[What you need to do]
Under no circumstances alter the records; copy each one exactly.

*** Records for the exercise ***

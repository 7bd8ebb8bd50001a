use core::f32::consts::PI;

#[cfg(not(feature = "std"))]
#[allow(unused_imports)]
use micromath::F32Ext;

/// orthonormal DCT-II, table driven
pub struct Dct2<const N: usize> {
    basis: [[f32; N]; N],
}

impl<const N: usize> Default for Dct2<N> {
    fn default() -> Self {
        Self::new()
    }
}

impl<const N: usize> Dct2<N> {
    pub fn new() -> Self {
        let mut basis = [[0.; N]; N];
        for (k, row) in basis.iter_mut().enumerate() {
            let scale = if k == 0 {
                (1. / N as f32).sqrt()
            } else {
                (2. / N as f32).sqrt()
            };
            for (n, v) in row.iter_mut().enumerate() {
                *v = scale * (PI * (2 * n + 1) as f32 * k as f32 / (2 * N) as f32).cos();
            }
        }
        Self { basis }
    }

    pub fn transform(&self, input: &[f32; N], out: &mut [f32; N]) {
        for (row, y) in self.basis.iter().zip(out.iter_mut()) {
            *y = row.iter().zip(input).map(|(b, x)| b * x).sum();
        }
    }
}

#[cfg(test)]
mod tests {
    use super::*;

    #[test]
    fn constant_input_is_all_dc() {
        let dct = Dct2::<32>::new();
        let mut out = [0.; 32];
        dct.transform(&[2.; 32], &mut out);
        // sqrt(32) * 2
        assert!((out[0] - 11.313_708).abs() < 1e-3);
        assert!(out[1..].iter().all(|v| v.abs() < 1e-3));
    }

    #[test]
    fn preserves_energy() {
        let dct = Dct2::<8>::new();
        let input = [1., -2., 0.5, 3., 0., -1., 4., 0.25];
        let mut out = [0.; 8];
        dct.transform(&input, &mut out);
        let energy = |v: &[f32]| v.iter().map(|x| x * x).sum::<f32>();
        assert!((energy(&input) - energy(&out)).abs() < 1e-3);
    }
}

***

[Result of this exercise]
repository 7bd8ebb8bd50001a
use core::f32::consts::PI;

#[cfg(not(feature = "std"))]
#[allow(unused_imports)]
use micromath::F32Ext;

/// orthonormal DCT-II, table driven
pub struct Dct2<const N: usize> {
    basis: [[f32; N]; N],
}

impl<const N: usize> Default for Dct2<N> {
    fn default() -> Self {
        Self::new()
    }
}

impl<const N: usize> Dct2<N> {
    pub fn new() -> Self {
        let mut basis = [[0.; N]; N];
        for (k, row) in basis.iter_mut().enumerate() {
            let scale = if k == 0 {
                (1. / N as f32).sqrt()
            } else {
                (2. / N as f32).sqrt()
            };
            for (n, v) in row.iter_mut().enumerate() {
                *v = scale * (PI * (2 * n + 1) as f32 * k as f32 / (2 * N) as f32).cos();
            }
        }
        Self { basis }
    }

    pub fn transform(&self, input: &[f32; N], out: &mut [f32; N]) {
        for (row, y) in self.basis.iter().zip(out.iter_mut()) {
            *y = row.iter().zip(input).map(|(b, x)| b * x).sum();
        }
    }
}

#[cfg(test)]
mod tests {
    use super::*;

    #[test]
    fn constant_input_is_all_dc() {
        let dct = Dct2::<32>::new();
        let mut out = [0.; 32];
        dct.transform(&[2.; 32], &mut out);
        // sqrt(32) * 2
        assert!((out[0] - 11.313_708).abs() < 1e-3);
        assert!(out[1..].iter().all(|v| v.abs() < 1e-3));
    }

    #[test]
    fn preserves_energy() {
        let dct = Dct2::<8>::new();
        let input = [1., -2., 0.5, 3., 0., -1., 4., 0.25];
        let mut out = [0.; 8];
        dct.transform(&input, &mut out);
        let energy = |v: &[f32]| v.iter().map(|x| x * x).sum::<f32>();
        assert!((energy(&input) - energy(&out)).abs() < 1e-3);
    }
}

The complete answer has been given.